◆ **Problem requirements**:
Down to the final line, write out the data below exactly.
(Records for the exercise)
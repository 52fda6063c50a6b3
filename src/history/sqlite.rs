//! SQLite-based history store implementation.

use super::{HistoryStore, Role, Turn};
use crate::error::{DocentError, Result};
use crate::session::SessionId;
use async_trait::async_trait;
use chrono::{DateTime, SecondsFormat, Utc};
use rusqlite::{params, Connection};
use std::path::Path;
use std::sync::{Mutex, MutexGuard};
use tracing::{debug, info, instrument, warn};

const SCHEMA: &str = r#"
CREATE TABLE IF NOT EXISTS chat_history (
    id INTEGER PRIMARY KEY AUTOINCREMENT,
    session_id TEXT NOT NULL,
    user_id TEXT NOT NULL,
    role TEXT NOT NULL CHECK (role IN ('user', 'assistant')),
    content TEXT NOT NULL,
    timestamp TEXT NOT NULL
);

CREATE INDEX IF NOT EXISTS idx_chat_history_session ON chat_history(session_id, timestamp);
"#;

/// SQLite-based history store.
pub struct SqliteHistoryStore {
    conn: Mutex<Connection>,
}

impl SqliteHistoryStore {
    /// Open (or create) a history store at `path`.
    #[instrument(skip_all)]
    pub fn new(path: &Path) -> Result<Self> {
        if let Some(parent) = path.parent() {
            std::fs::create_dir_all(parent)?;
        }

        let conn = Connection::open(path)?;
        conn.execute_batch("PRAGMA journal_mode=WAL;")?;
        conn.execute_batch(SCHEMA)?;

        info!("Initialized SQLite history store at {:?}", path);

        Ok(Self {
            conn: Mutex::new(conn),
        })
    }

    /// Create an in-memory history store (useful for testing).
    pub fn in_memory() -> Result<Self> {
        let conn = Connection::open_in_memory()?;
        conn.execute_batch(SCHEMA)?;

        Ok(Self {
            conn: Mutex::new(conn),
        })
    }

    fn lock(&self) -> Result<MutexGuard<'_, Connection>> {
        self.conn
            .lock()
            .map_err(|e| DocentError::History(format!("Failed to acquire lock: {}", e)))
    }
}

#[async_trait]
impl HistoryStore for SqliteHistoryStore {
    #[instrument(skip(self, turns), fields(count = turns.len()))]
    async fn append(&self, turns: &[Turn]) -> Result<()> {
        let conn = self.lock()?;
        let tx = conn.unchecked_transaction()?;

        for turn in turns {
            tx.execute(
                r#"
                INSERT INTO chat_history (session_id, user_id, role, content, timestamp)
                VALUES (?1, ?2, ?3, ?4, ?5)
                "#,
                params![
                    turn.session_id.to_string(),
                    turn.user_id,
                    turn.role.as_str(),
                    turn.content,
                    turn.timestamp.to_rfc3339_opts(SecondsFormat::Nanos, true),
                ],
            )?;
        }

        tx.commit()?;
        debug!("Appended {} turns", turns.len());
        Ok(())
    }

    #[instrument(skip(self), fields(session = %session_id))]
    async fn read(&self, session_id: &SessionId) -> Result<Vec<Turn>> {
        let conn = self.lock()?;

        let mut stmt = conn.prepare(
            r#"
            SELECT user_id, role, content, timestamp
            FROM chat_history
            WHERE session_id = ?1
            ORDER BY timestamp ASC, id ASC
            "#,
        )?;

        let rows = stmt.query_map(params![session_id.to_string()], |row| {
            let role: String = row.get(1)?;
            let timestamp: String = row.get(3)?;
            Ok((row.get::<_, String>(0)?, role, row.get::<_, String>(2)?, timestamp))
        })?;

        let mut turns = Vec::new();
        for row in rows {
            let (user_id, role, content, timestamp) = row?;
            let Ok(role) = role.parse::<Role>() else {
                warn!("Skipping history row with unknown role {:?}", role);
                continue;
            };
            let timestamp = DateTime::parse_from_rfc3339(&timestamp)
                .map(|dt| dt.with_timezone(&Utc))
                .map_err(|e| DocentError::History(format!("Bad timestamp {:?}: {}", timestamp, e)))?;

            turns.push(Turn {
                session_id: *session_id,
                user_id,
                role,
                content,
                timestamp,
            });
        }

        Ok(turns)
    }
}

#[cfg(test)]
mod tests {
    use super::*;

    #[tokio::test]
    async fn test_append_then_read_preserves_order() {
        let store = SqliteHistoryStore::in_memory().unwrap();
        let session = SessionId::mint();

        let user = Turn::new(session, "u1", Role::User, "What is autism?");
        let mut reply = Turn::new(session, "u1", Role::Assistant, "A developmental condition.");
        // Same instant: insertion order decides
        reply.timestamp = user.timestamp;

        store.append(&[user, reply]).await.unwrap();
        store
            .append(&[Turn::new(session, "u1", Role::User, "And its signs?")])
            .await
            .unwrap();

        let turns = store.read(&session).await.unwrap();
        let contents: Vec<&str> = turns.iter().map(|t| t.content.as_str()).collect();
        assert_eq!(
            contents,
            vec!["What is autism?", "A developmental condition.", "And its signs?"]
        );
        assert_eq!(turns[1].role, Role::Assistant);
        assert_eq!(turns[0].user_id, "u1");
    }

    #[tokio::test]
    async fn test_unknown_session_is_empty() {
        let store = SqliteHistoryStore::in_memory().unwrap();
        assert!(store.read(&SessionId::mint()).await.unwrap().is_empty());
    }
}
(End Records for the exercise)
◆ **Reply to the exercise**:
repository 52fda6063c50a6b3
filename src/history/sqlite.rs
//! SQLite-based history store implementation.

use super::{HistoryStore, Role, Turn};
use crate::error::{DocentError, Result};
use crate::session::SessionId;
use async_trait::async_trait;
use chrono::{DateTime, SecondsFormat, Utc};
use rusqlite::{params, Connection};
use std::path::Path;
use std::sync::{Mutex, MutexGuard};
use tracing::{debug, info, instrument, warn};

const SCHEMA: &str = r#"
CREATE TABLE IF NOT EXISTS chat_history (
    id INTEGER PRIMARY KEY AUTOINCREMENT,
    session_id TEXT NOT NULL,
    user_id TEXT NOT NULL,
    role TEXT NOT NULL CHECK (role IN ('user', 'assistant')),
    content TEXT NOT NULL,
    timestamp TEXT NOT NULL
);

CREATE INDEX IF NOT EXISTS idx_chat_history_session ON chat_history(session_id, timestamp);
"#;

/// SQLite-based history store.
pub struct SqliteHistoryStore {
    conn: Mutex<Connection>,
}

impl SqliteHistoryStore {
    /// Open (or create) a history store at `path`.
    #[instrument(skip_all)]
    pub fn new(path: &Path) -> Result<Self> {
        if let Some(parent) = path.parent() {
            std::fs::create_dir_all(parent)?;
        }

        let conn = Connection::open(path)?;
        conn.execute_batch("PRAGMA journal_mode=WAL;")?;
        conn.execute_batch(SCHEMA)?;

        info!("Initialized SQLite history store at {:?}", path);

        Ok(Self {
            conn: Mutex::new(conn),
        })
    }

    /// Create an in-memory history store (useful for testing).
    pub fn in_memory() -> Result<Self> {
        let conn = Connection::open_in_memory()?;
        conn.execute_batch(SCHEMA)?;

        Ok(Self {
            conn: Mutex::new(conn),
        })
    }

    fn lock(&self) -> Result<MutexGuard<'_, Connection>> {
        self.conn
            .lock()
            .map_err(|e| DocentError::History(format!("Failed to acquire lock: {}", e)))
    }
}

#[async_trait]
impl HistoryStore for SqliteHistoryStore {
    #[instrument(skip(self, turns), fields(count = turns.len()))]
    async fn append(&self, turns: &[Turn]) -> Result<()> {
        let conn = self.lock()?;
        let tx = conn.unchecked_transaction()?;

        for turn in turns {
            tx.execute(
                r#"
                INSERT INTO chat_history (session_id, user_id, role, content, timestamp)
                VALUES (?1, ?2, ?3, ?4, ?5)
                "#,
                params![
                    turn.session_id.to_string(),
                    turn.user_id,
                    turn.role.as_str(),
                    turn.content,
                    turn.timestamp.to_rfc3339_opts(SecondsFormat::Nanos, true),
                ],
            )?;
        }

        tx.commit()?;
        debug!("Appended {} turns", turns.len());
        Ok(())
    }

    #[instrument(skip(self), fields(session = %session_id))]
    async fn read(&self, session_id: &SessionId) -> Result<Vec<Turn>> {
        let conn = self.lock()?;

        let mut stmt = conn.prepare(
            r#"
            SELECT user_id, role, content, timestamp
            FROM chat_history
            WHERE session_id = ?1
            ORDER BY timestamp ASC, id ASC
            "#,
        )?;

        let rows = stmt.query_map(params![session_id.to_string()], |row| {
            let role: String = row.get(1)?;
            let timestamp: String = row.get(3)?;
            Ok((row.get::<_, String>(0)?, role, row.get::<_, String>(2)?, timestamp))
        })?;

        let mut turns = Vec::new();
        for row in rows {
            let (user_id, role, content, timestamp) = row?;
            let Ok(role) = role.parse::<Role>() else {
                warn!("Skipping history row with unknown role {:?}", role);
                continue;
            };
            let timestamp = DateTime::parse_from_rfc3339(&timestamp)
                .map(|dt| dt.with_timezone(&Utc))
                .map_err(|e| DocentError::History(format!("Bad timestamp {:?}: {}", timestamp, e)))?;

            turns.push(Turn {
                session_id: *session_id,
                user_id,
                role,
                content,
                timestamp,
            });
        }

        Ok(turns)
    }
}

#[cfg(test)]
mod tests {
    use super::*;

    #[tokio::test]
    async fn test_append_then_read_preserves_order() {
        let store = SqliteHistoryStore::in_memory().unwrap();
        let session = SessionId::mint();

        let user = Turn::new(session, "u1", Role::User, "What is autism?");
        let mut reply = Turn::new(session, "u1", Role::Assistant, "A developmental condition.");
        // Same instant: insertion order decides
        reply.timestamp = user.timestamp;

        store.append(&[user, reply]).await.unwrap();
        store
            .append(&[Turn::new(session, "u1", Role::User, "And its signs?")])
            .await
            .unwrap();

        let turns = store.read(&session).await.unwrap();
        let contents: Vec<&str> = turns.iter().map(|t| t.content.as_str()).collect();
        assert_eq!(
            contents,
            vec!["What is autism?", "A developmental condition.", "And its signs?"]
        );
        assert_eq!(turns[1].role, Role::Assistant);
        assert_eq!(turns[0].user_id, "u1");
    }

    #[tokio::test]
    async fn test_unknown_session_is_empty() {
        let store = SqliteHistoryStore::in_memory().unwrap();
        assert!(store.read(&SessionId::mint()).await.unwrap().is_empty());
    }
}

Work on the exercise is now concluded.